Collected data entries

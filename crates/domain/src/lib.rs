#![warn(clippy::pedantic)]
#![allow(clippy::missing_errors_doc)]

pub mod catalog;
mod error;
mod exercise;
mod filter;
mod overload;
mod plan;
mod profile;
mod schedule;
mod selection;
mod service;

pub use catalog::{Catalog, CatalogRepository};
pub use error::{CatalogError, GenerateError, ReadError, StorageError};
pub use exercise::{
    Equipment, ExerciseTemplate, ExerciseType, Level, MuscleGroup, ParseError, Property, Reps,
};
pub use filter::{ExerciseFilter, filter};
pub use overload::{PrescribedExercise, REST, TEMPO, prescribe};
pub use plan::{
    CIRCUIT_COUNT, COOLDOWN_COUNT, Sections, WARMUP_COUNT, WorkoutPlan, WorkoutSession, generate,
};
pub use profile::{
    DaysPerWeek, DaysPerWeekError, Goal, Name, NameError, ProfileError, UserProfile,
};
pub use schedule::{
    ScheduledSession, Split, WEEKS, has_circuit, schedule, session_date, start_date,
};
pub use selection::{Role, select};
pub use service::{PlanService, Service};
use std::path::PathBuf;

use log::LevelFilter;
use serde::{Deserialize, Serialize};

pub trait SettingsService {
    fn get_settings(&self) -> Result<Settings, SettingsError>;
    fn set_settings(&self, settings: &Settings) -> Result<(), SettingsError>;
}

pub trait SettingsRepository {
    /// Returns the default settings if nothing has been stored yet.
    fn read_settings(&self) -> Result<Settings, SettingsError>;
    fn write_settings(&self, settings: &Settings) -> Result<(), SettingsError>;
}

#[derive(thiserror::Error, Debug)]
pub enum SettingsError {
    #[error("failed to access settings: {0}")]
    Io(#[from] std::io::Error),
    #[error("invalid settings: {0}")]
    Invalid(String),
}

#[derive(Serialize, Deserialize, Debug, Default, Clone, PartialEq, Eq)]
#[serde(default)]
pub struct Settings {
    #[serde(skip_serializing_if = "Option::is_none")]
    pub catalog: Option<PathBuf>,
    #[serde(skip_serializing_if = "Option::is_none")]
    pub seed: Option<u64>,
    pub log_level: LogLevel,
    #[serde(skip_serializing_if = "Option::is_none")]
    pub log_file: Option<PathBuf>,
}

#[derive(Serialize, Deserialize, Debug, Default, Clone, Copy, PartialEq, Eq)]
#[serde(rename_all = "lowercase")]
pub enum LogLevel {
    Off,
    Error,
    #[default]
    Warn,
    Info,
    Debug,
    Trace,
}

impl LogLevel {
    /// Raises the level by the number of `-v` flags given on the command line.
    #[must_use]
    pub fn increase(self, steps: u8) -> Self {
        (0..steps).fold(self, |level, _| match level {
            LogLevel::Off => LogLevel::Error,
            LogLevel::Error => LogLevel::Warn,
            LogLevel::Warn => LogLevel::Info,
            LogLevel::Info => LogLevel::Debug,
            LogLevel::Debug | LogLevel::Trace => LogLevel::Trace,
        })
    }
}

impl From<LogLevel> for LevelFilter {
    fn from(value: LogLevel) -> Self {
        match value {
            LogLevel::Off => LevelFilter::Off,
            LogLevel::Error => LevelFilter::Error,
            LogLevel::Warn => LevelFilter::Warn,
            LogLevel::Info => LevelFilter::Info,
            LogLevel::Debug => LevelFilter::Debug,
            LogLevel::Trace => LevelFilter::Trace,
        }
    }
}

#[cfg(test)]
mod tests {
    use pretty_assertions::assert_eq;
    use rstest::rstest;

    use super::*;

    #[rstest]
    #[case(LogLevel::Warn, 0, LogLevel::Warn)]
    #[case(LogLevel::Warn, 1, LogLevel::Info)]
    #[case(LogLevel::Warn, 2, LogLevel::Debug)]
    #[case(LogLevel::Warn, 5, LogLevel::Trace)]
    #[case(LogLevel::Off, 1, LogLevel::Error)]
    fn test_log_level_increase(
        #[case] level: LogLevel,
        #[case] steps: u8,
        #[case] expected: LogLevel,
    ) {
        assert_eq!(level.increase(steps), expected);
    }

    #[rstest]
    #[case(LogLevel::Off, LevelFilter::Off)]
    #[case(LogLevel::Warn, LevelFilter::Warn)]
    #[case(LogLevel::Trace, LevelFilter::Trace)]
    fn test_log_level_filter(#[case] level: LogLevel, #[case] expected: LevelFilter) {
        assert_eq!(LevelFilter::from(level), expected);
    }

    #[test]
    fn test_settings_default() {
        assert_eq!(
            Settings::default(),
            Settings {
                catalog: None,
                seed: None,
                log_level: LogLevel::Warn,
                log_file: None,
            }
        );
    }
}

▶ [Your instructions]
Your reply should contain each entry, copied without alteration.

▶ [Solution to the problem]
filename crates/domain/src/lib.rs
#![warn(clippy::pedantic)]
#![allow(clippy::missing_errors_doc)]

pub mod catalog;
mod error;
mod exercise;
mod filter;
mod overload;
mod plan;
mod profile;
mod schedule;
mod selection;
mod service;

pub use catalog::{Catalog, CatalogRepository};
pub use error::{CatalogError, GenerateError, ReadError, StorageError};
pub use exercise::{
    Equipment, ExerciseTemplate, ExerciseType, Level, MuscleGroup, ParseError, Property, Reps,
};
pub use filter::{ExerciseFilter, filter};
pub use overload::{PrescribedExercise, REST, TEMPO, prescribe};
pub use plan::{
    CIRCUIT_COUNT, COOLDOWN_COUNT, Sections, WARMUP_COUNT, WorkoutPlan, WorkoutSession, generate,
};
pub use profile::{
    DaysPerWeek, DaysPerWeekError, Goal, Name, NameError, ProfileError, UserProfile,
};
pub use schedule::{
    ScheduledSession, Split, WEEKS, has_circuit, schedule, session_date, start_date,
};
pub use selection::{Role, select};
pub use service::{PlanService, Service};
use std::path::PathBuf;

use log::LevelFilter;
use serde::{Deserialize, Serialize};

pub trait SettingsService {
    fn get_settings(&self) -> Result<Settings, SettingsError>;
    fn set_settings(&self, settings: &Settings) -> Result<(), SettingsError>;
}

pub trait SettingsRepository {
    /// Returns the default settings if nothing has been stored yet.
    fn read_settings(&self) -> Result<Settings, SettingsError>;
    fn write_settings(&self, settings: &Settings) -> Result<(), SettingsError>;
}

#[derive(thiserror::Error, Debug)]
pub enum SettingsError {
    #[error("failed to access settings: {0}")]
    Io(#[from] std::io::Error),
    #[error("invalid settings: {0}")]
    Invalid(String),
}

#[derive(Serialize, Deserialize, Debug, Default, Clone, PartialEq, Eq)]
#[serde(default)]
pub struct Settings {
    #[serde(skip_serializing_if = "Option::is_none")]
    pub catalog: Option<PathBuf>,
    #[serde(skip_serializing_if = "Option::is_none")]
    pub seed: Option<u64>,
    pub log_level: LogLevel,
    #[serde(skip_serializing_if = "Option::is_none")]
    pub log_file: Option<PathBuf>,
}

#[derive(Serialize, Deserialize, Debug, Default, Clone, Copy, PartialEq, Eq)]
#[serde(rename_all = "lowercase")]
pub enum LogLevel {
    Off,
    Error,
    #[default]
    Warn,
    Info,
    Debug,
    Trace,
}

impl LogLevel {
    /// Raises the level by the number of `-v` flags given on the command line.
    #[must_use]
    pub fn increase(self, steps: u8) -> Self {
        (0..steps).fold(self, |level, _| match level {
            LogLevel::Off => LogLevel::Error,
            LogLevel::Error => LogLevel::Warn,
            LogLevel::Warn => LogLevel::Info,
            LogLevel::Info => LogLevel::Debug,
            LogLevel::Debug | LogLevel::Trace => LogLevel::Trace,
        })
    }
}

impl From<LogLevel> for LevelFilter {
    fn from(value: LogLevel) -> Self {
        match value {
            LogLevel::Off => LevelFilter::Off,
            LogLevel::Error => LevelFilter::Error,
            LogLevel::Warn => LevelFilter::Warn,
            LogLevel::Info => LevelFilter::Info,
            LogLevel::Debug => LevelFilter::Debug,
            LogLevel::Trace => LevelFilter::Trace,
        }
    }
}

#[cfg(test)]
mod tests {
    use pretty_assertions::assert_eq;
    use rstest::rstest;

    use super::*;

    #[rstest]
    #[case(LogLevel::Warn, 0, LogLevel::Warn)]
    #[case(LogLevel::Warn, 1, LogLevel::Info)]
    #[case(LogLevel::Warn, 2, LogLevel::Debug)]
    #[case(LogLevel::Warn, 5, LogLevel::Trace)]
    #[case(LogLevel::Off, 1, LogLevel::Error)]
    fn test_log_level_increase(
        #[case] level: LogLevel,
        #[case] steps: u8,
        #[case] expected: LogLevel,
    ) {
        assert_eq!(level.increase(steps), expected);
    }

    #[rstest]
    #[case(LogLevel::Off, LevelFilter::Off)]
    #[case(LogLevel::Warn, LevelFilter::Warn)]
    #[case(LogLevel::Trace, LevelFilter::Trace)]
    fn test_log_level_filter(#[case] level: LogLevel, #[case] expected: LevelFilter) {
        assert_eq!(LevelFilter::from(level), expected);
    }

    #[test]
    fn test_settings_default() {
        assert_eq!(
            Settings::default(),
            Settings {
                catalog: None,
                seed: None,
                log_level: LogLevel::Warn,
                log_file: None,
            }
        );
    }
}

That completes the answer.